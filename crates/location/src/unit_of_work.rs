//! Logical transaction for one transfer operation.
//!
//! A [`UnitOfWork`] reads through to committed records and overlays its own
//! staged writes, so hierarchy queries made halfway through an operation see
//! the operation's own changes. Side effects (reservations, journal entries,
//! placement notices) are buffered next to the writes and only leave the
//! unit of work as one [`Changeset`]. Data anomalies found on the way are
//! held back as well and only reported once the changeset is committed.

use std::collections::{BTreeMap, BTreeSet};

use stockyard_core::{Entity, LocationId, UnitLoadId, Versioned};
use stockyard_events::JournalEntry;

use crate::error::{TransferError, TransferResult};
use crate::model::{StorageLocation, UnitLoad};
use crate::ports::{DataAnomaly, WarehouseSnapshot};

/// A buffered call into the reservation manager.
#[derive(Debug, Copy, Clone, PartialEq, Eq)]
pub enum ReservationOp {
    Allocate {
        location: LocationId,
        unit_load: UnitLoadId,
    },
    Deallocate {
        location: LocationId,
        unit_load: UnitLoadId,
    },
    DeallocateComplete {
        location: LocationId,
    },
}

/// A buffered placement hook notification, delivered by the store during commit.
#[derive(Debug, Copy, Clone, PartialEq, Eq)]
pub enum PlacementNotice {
    Removed {
        location: LocationId,
        unit_load: UnitLoadId,
    },
    Placed {
        location: LocationId,
        unit_load: UnitLoadId,
    },
}

/// Everything a store has to apply atomically.
#[derive(Debug, Clone, Default, PartialEq, Eq)]
pub struct Changeset {
    /// Modified unit loads; each carries the version it was read at.
    pub unit_loads: Vec<UnitLoad>,
    /// Locations the operation depends on, with the version they were read at.
    pub locations: Vec<(LocationId, u64)>,
    pub reservations: Vec<ReservationOp>,
    pub notices: Vec<PlacementNotice>,
    pub journal: Vec<JournalEntry>,
}

impl Changeset {
    pub fn is_empty(&self) -> bool {
        self.unit_loads.is_empty()
            && self.locations.is_empty()
            && self.reservations.is_empty()
            && self.notices.is_empty()
            && self.journal.is_empty()
    }
}

pub struct UnitOfWork<'a, S: ?Sized> {
    snapshot: &'a S,
    max_carrier_depth: usize,
    staged: BTreeMap<UnitLoadId, UnitLoad>,
    touched_locations: BTreeMap<LocationId, u64>,
    reservations: Vec<ReservationOp>,
    journal: Vec<JournalEntry>,
    notices: Vec<PlacementNotice>,
    anomalies: Vec<DataAnomaly>,
}

impl<'a, S> UnitOfWork<'a, S>
where
    S: WarehouseSnapshot + ?Sized,
{
    pub fn new(snapshot: &'a S, max_carrier_depth: usize) -> Self {
        Self {
            snapshot,
            max_carrier_depth,
            staged: BTreeMap::new(),
            touched_locations: BTreeMap::new(),
            reservations: Vec::new(),
            journal: Vec::new(),
            notices: Vec::new(),
            anomalies: Vec::new(),
        }
    }

    pub fn max_carrier_depth(&self) -> usize {
        self.max_carrier_depth
    }

    pub fn find_unit_load(&self, id: UnitLoadId) -> TransferResult<Option<UnitLoad>> {
        if let Some(staged) = self.staged.get(&id) {
            return Ok(Some(staged.clone()));
        }
        self.snapshot.find_unit_load(id)
    }

    pub fn unit_load(&self, id: UnitLoadId) -> TransferResult<UnitLoad> {
        self.find_unit_load(id)?
            .ok_or(TransferError::UnitLoadNotFound(id))
    }

    pub fn location(&self, id: LocationId) -> TransferResult<StorageLocation> {
        self.snapshot
            .find_location(id)?
            .ok_or(TransferError::LocationNotFound(id))
    }

    /// Direct children of `carrier`, as of now (staged writes included).
    pub fn children(&self, carrier: UnitLoadId) -> TransferResult<Vec<UnitLoad>> {
        let mut children = Vec::new();
        let mut seen = BTreeSet::new();

        for committed in self.snapshot.unit_loads_carried_by(carrier)? {
            let id = committed.id();
            seen.insert(id);
            let current = self.staged.get(&id).cloned().unwrap_or(committed);
            if current.carrier_id() == Some(carrier) {
                children.push(current);
            }
        }

        // Loads that became children during this unit of work.
        for staged in self.staged.values() {
            if staged.carrier_id() == Some(carrier) && !seen.contains(&staged.id()) {
                children.push(staged.clone());
            }
        }

        Ok(children)
    }

    /// True when any unit load is stored at `location` (staged writes included).
    pub fn exists_by_location(&self, location: LocationId) -> TransferResult<bool> {
        for id in self.snapshot.unit_load_ids_at(location)? {
            match self.staged.get(&id) {
                Some(staged) if staged.location() != location => continue,
                _ => return Ok(true),
            }
        }
        Ok(self.staged.values().any(|ul| ul.location() == location))
    }

    pub fn stage(&mut self, unit_load: UnitLoad) {
        self.staged.insert(unit_load.id(), unit_load);
    }

    /// Record a dependency on `location`: the commit fails if it changed meanwhile.
    pub fn touch_location(&mut self, location: &StorageLocation) {
        self.touched_locations
            .entry(location.id())
            .or_insert(location.version());
    }

    pub fn reserve(&mut self, op: ReservationOp) {
        self.reservations.push(op);
    }

    pub fn journal(&mut self, entry: JournalEntry) {
        self.journal.push(entry);
    }

    pub fn notify(&mut self, notice: PlacementNotice) {
        self.notices.push(notice);
    }

    /// Hold back `anomaly` until the operation commits.
    pub fn report(&mut self, anomaly: DataAnomaly) {
        if !self.anomalies.contains(&anomaly) {
            self.anomalies.push(anomaly);
        }
    }

    pub fn journal_entries(&self) -> &[JournalEntry] {
        &self.journal
    }

    pub fn anomalies(&self) -> &[DataAnomaly] {
        &self.anomalies
    }

    /// Close the unit of work: the changeset for the store, anomalies for after commit.
    pub fn finish(self) -> (Changeset, Vec<DataAnomaly>) {
        let changeset = Changeset {
            unit_loads: self.staged.into_values().collect(),
            locations: self.touched_locations.into_iter().collect(),
            reservations: self.reservations,
            notices: self.notices,
            journal: self.journal,
        };
        (changeset, self.anomalies)
    }
}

**********

Work out how many lines of the data hold the string "ReservationOp". Reply with that number alone.

◆ Written response:
4